Med J Armed Forces India. 2000 January; 56(1): 21–23.
Published online 2017 June 8. doi:  10.1016/S0377-1237(17)30083-7
PMCID: PMC5531968

A STUDY OF EFFICACY OF HETEROGENEOUS BONE GRAFTS (SURGIBONE) IN ORTHOPAEDIC SURGERY

Abstract

30 patients were operated upon using Surgibone (Bovine Xenograft) for purpose of providing osteogenic stimulation and mechanical support. Good to excellent results were obtained in 93% of cases highlighting the efficacy of this bone graft. Its use can hence circumvent the associated morbidity of bone graft harvest and yet perform as effectively as autologous bone graft. Its high cost, however, restricts its use to specialised centres and institutional practice.

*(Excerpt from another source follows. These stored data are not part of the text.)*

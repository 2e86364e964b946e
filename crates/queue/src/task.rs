//! Task contract consumed by the queue.

use std::any::{Any, TypeId};

use crate::{TaskError, TaskToken};

/// Owned, type-erased queue task.
pub type BoxedTask = Box<dyn QueueTask>;

/// Result of a successful merge between an incoming and a queued task.
pub enum MergeOutcome {
	/// The incoming task represents both; the queued one is superseded.
	KeepIncoming,
	/// The queued task represents both; the incoming one is superseded.
	KeepExisting,
	/// A fresh task represents both; both inputs are superseded.
	Replace(BoxedTask),
}

impl std::fmt::Debug for MergeOutcome {
	fn fmt(&self, f: &mut std::fmt::Formatter<'_>) -> std::fmt::Result {
		match self {
			Self::KeepIncoming => f.write_str("KeepIncoming"),
			Self::KeepExisting => f.write_str("KeepExisting"),
			Self::Replace(task) => f.debug_tuple("Replace").field(&task.label()).finish(),
		}
	}
}

/// Unit of mergeable background work.
///
/// The queue calls [`QueueTask::dispose`] exactly once for every instance it
/// was handed, whether the task ran, was merged away, or was cancelled.
/// [`QueueTask::try_merge_with`] is only consulted for candidates of the exact
/// same concrete type, so implementations can downcast `existing` with
/// [`downcast_task`] and treat a failed downcast as "not mergeable".
pub trait QueueTask: Any + Send {
	/// Runs the task body.
	///
	/// Long bodies should poll `token` and return `Err(TaskError::Cancelled)`
	/// (usually via [`TaskToken::check`]) once cancellation is requested.
	fn perform(&mut self, token: &TaskToken) -> Result<(), TaskError>;

	/// Releases resources held by the task.
	fn dispose(&mut self) {}

	/// Attempts to merge `self` (incoming) with `existing` (queued).
	///
	/// Runs while the queue lock is held: implementations must not call back
	/// into the queue. If this panics, the incoming task is disposed and the
	/// panic resumes in the submitter.
	fn try_merge_with(&self, _existing: &dyn QueueTask) -> Option<MergeOutcome> {
		None
	}

	/// Short human-readable name used in logs.
	fn label(&self) -> &str {
		std::any::type_name::<Self>()
	}
}

/// Downcasts a type-erased task to its concrete type.
pub fn downcast_task<T: QueueTask>(task: &dyn QueueTask) -> Option<&T> {
	let any: &dyn Any = task;
	any.downcast_ref::<T>()
}

/// Returns the concrete type id behind a type-erased task.
pub(crate) fn task_type_id(task: &dyn QueueTask) -> TypeId {
	let any: &dyn Any = task;
	any.type_id()
}

#[cfg(test)]
mod tests {
	use super::*;

	struct Alpha(u32);
	struct Beta;

	impl QueueTask for Alpha {
		fn perform(&mut self, _token: &TaskToken) -> Result<(), TaskError> {
			Ok(())
		}
	}

	impl QueueTask for Beta {
		fn perform(&mut self, _token: &TaskToken) -> Result<(), TaskError> {
			Ok(())
		}

		fn label(&self) -> &str {
			"beta"
		}
	}

	#[test]
	fn type_id_sees_through_the_box() {
		let a: BoxedTask = Box::new(Alpha(1));
		let b: BoxedTask = Box::new(Beta);
		assert_eq!(task_type_id(a.as_ref()), TypeId::of::<Alpha>());
		assert_ne!(task_type_id(a.as_ref()), task_type_id(b.as_ref()));
	}

	#[test]
	fn downcast_matches_concrete_type_only() {
		let a: BoxedTask = Box::new(Alpha(5));
		assert_eq!(downcast_task::<Alpha>(a.as_ref()).map(|t| t.0), Some(5));
		assert!(downcast_task::<Beta>(a.as_ref()).is_none());
	}

	#[test]
	fn label_defaults_to_type_name() {
		assert!(Alpha(0).label().ends_with("Alpha"));
		assert_eq!(Beta.label(), "beta");
	}
}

KEY WORDS: Osteoinduction, Surgibone, Xenograft

Introduction

A bone graft is defined as any implanted material that promotes a bone healing response by providing osteogenic, osteoconductive and osteoinductive activity to a local site [1]. It is well known that autologous cancellous bone graft is close to the ideal bone graft owing to its superior osteoinductive capacity, lack of disease transmission or problems of immune rejection [2, 3]. However, the procedure of harvesting and applying the graft inducts additional morbidity in the form of increased operation time, increased blood loss and possible donor site morbidity [4]. Use of xenograft which is available pre-packaged in various shapes and sizes would possibly avoid these complications. This study has been undertaken to study the efficacy of xenograft (Surgibone) in inducing skeletal repair in various clinical applications.

Material and Methods

This study was carried out on 30 patients requiring bone grafting in the Kirkee-Pune complex during the period 1995-1997. Surgibone, which is a bovine bone manufactured by Unilab, Mississurga, Ontario, Canada was used in the study. This is a xenograft obtained from freshly sacrificed calves which is partially deproteinized and processed by the manufacturers. It is available in various shapes like tapered pins, blocks, cubes, granules, circular discs and pegs. The shape appropriate for the clinical situation was chosen. The site at which the graft was to be applied was exposed according to basic standard surgical principles. The graft was used in situations like delayed union, non union, acute fractures with comminution, acute fractures with bone loss and filling of bone cavities. Standard post operative care as appropriate for the type of surgery performed was given.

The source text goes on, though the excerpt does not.